Around 5:30 things were ramping up, contractions getting stronger and fairly close together. James called our midwife, Emily, and she arrived 6ish. I laboured on my own until about 9, and was running out of steam. I was also sick of having every random resident dr. walk in and say "Why hasn't she had an epidural yet? Would you like an epidural?" Pam the wonderful nurse finally told one of them "We're not saying the e-word. She knows it's an option." Finally, I said I think I needed the epidural. James was wary - he knew how important it had been to me to do this naturally. Pam suggested I try labouring another hour and see how far I progressed - I was at 4 cm at this point. I agreed, but within about 15 minutes asked to have the epidural. As much as I would've really liked to have given birth naturally, I was too exhausted at that point. I had begged them to take off the monitors and let me get in the tub or shower (the heart monitor had been fine all along, and the contraction monitor wasn't even picking anything up), but they couldn't, apparently. Pam and Emily were both very supportive of the switch. I had the epidural administered, and everything quieted down for awhile. James was able to sleep for an hour or so, I dozed in and out, Emily went home for lunch with her kids. Within an hour and half, I was dilated to 9.5 cm.
Pam and Emily both said that sometimes the body just needs that help to relax and things pick up from there. By about 12-12:30, I was ready to push.

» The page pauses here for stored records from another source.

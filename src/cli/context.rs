use anyhow::Result;
use clap::Parser;

use crate::{
    analytics::report::{recent_prose, StatsReport},
    config::RiverConfig,
    notes::repository::{FsNoteRepository, NoteRepository},
    utils::clock::Clock,
};

use super::AsOfArgs;

#[derive(Debug, Parser)]
pub struct ContextCommand {
    #[command(flatten)]
    as_of: AsOfArgs,
    #[arg(long, default_value_t = 7, help = "Number of days of entries to include")]
    days: u32,
}

/// Command to process `context`. Prints what an insight generator gets to see: the statistics
/// digest followed by recent prose with ghost text removed.
pub async fn process_context_command(
    ContextCommand { as_of, days }: ContextCommand,
    config: &RiverConfig,
    clock: &dyn Clock,
) -> Result<()> {
    let as_of = as_of.resolve(clock.time())?;
    let repository = FsNoteRepository::from_config(config);
    let report = StatsReport::collect(&repository, as_of, config.daily_goal).await?;
    print!("{}", build_context(&report, &repository, days).await);
    Ok(())
}

pub async fn build_context(
    report: &StatsReport,
    repository: &impl NoteRepository,
    days: u32,
) -> String {
    let mut context = report.summary();
    context.push_str("\nRecent Journal Entries:\n");
    let prose = recent_prose(repository, report.as_of, days).await;
    if prose.is_empty() {
        context.push_str("No entries in the last ");
        context.push_str(&days.to_string());
        context.push_str(" days.\n");
    } else {
        context.push_str(&prose);
    }
    context
}

#[cfg(test)]
mod tests {
    use std::fs;

    use anyhow::Result;
    use chrono::NaiveDate;
    use tempfile::tempdir;

    use super::build_context;
    use crate::{analytics::report::StatsReport, notes::repository::FsNoteRepository};

    #[tokio::test]
    async fn test_context_excludes_ghost_text() -> Result<()> {
        let dir = tempdir()?;
        fs::write(
            dir.path().join("2024-01-05.md"),
            "<!-- Friday, January 5, 2024 -->\n<!-- What would make today great? -->\n\nA quiet morning.",
        )?;
        let repository = FsNoteRepository::new(dir.path().to_owned());
        let as_of = NaiveDate::from_ymd_opt(2024, 1, 5).unwrap();
        let report = StatsReport::collect(&repository, as_of, 500).await?;

        let context = build_context(&report, &repository, 3).await;
        assert!(context.starts_with("Writing Statistics Summary:"));
        assert!(context.contains("- Total Words Written: 3"));
        assert!(context.contains("=== Friday, January 5, 2024 ===\nA quiet morning.\n"));
        assert!(!context.contains("What would make today great?"));
        Ok(())
    }

    #[tokio::test]
    async fn test_context_without_recent_entries() -> Result<()> {
        let dir = tempdir()?;
        let repository = FsNoteRepository::new(dir.path().to_owned());
        let as_of = NaiveDate::from_ymd_opt(2024, 1, 5).unwrap();
        let report = StatsReport::collect(&repository, as_of, 500).await?;

        let context = build_context(&report, &repository, 7).await;
        assert!(context.ends_with("Recent Journal Entries:\nNo entries in the last 7 days.\n"));
        Ok(())
    }
}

That was awful. You don't need details. I'm pretty sure that my epidural was NOT as strong as it could've been, let's just say that (which I'm ok with - I wanted to be able to feel my birth, but it was frustrating to be told that it shouldn't hurt that much - especially when they were stitching me up after).

Haydon Elliott Smith Wallace was born at 1:36pm, 7lbs 8 oz. Daddy cut the cord. Because I was induced due to fetal concerns, there was some crazy neo-natal swat team that scooped him and started examining him, which I was upset with - I had stated under no uncertain terms that he was to come right up on my tummy before any examinations or anything took place. James and Emily argued and wrangled with the team and he was back with me before long, laying on my chest while I was stitched up. Because Haydon and I were both healthy, I was transferred back into the care of Emily, and the ridiculous number of drs. and residents left. I showered, she tidied up and examined Haydon, and we were off to the post-partum ward in an hour or so. We left the hospital the next afternoon at 2:30.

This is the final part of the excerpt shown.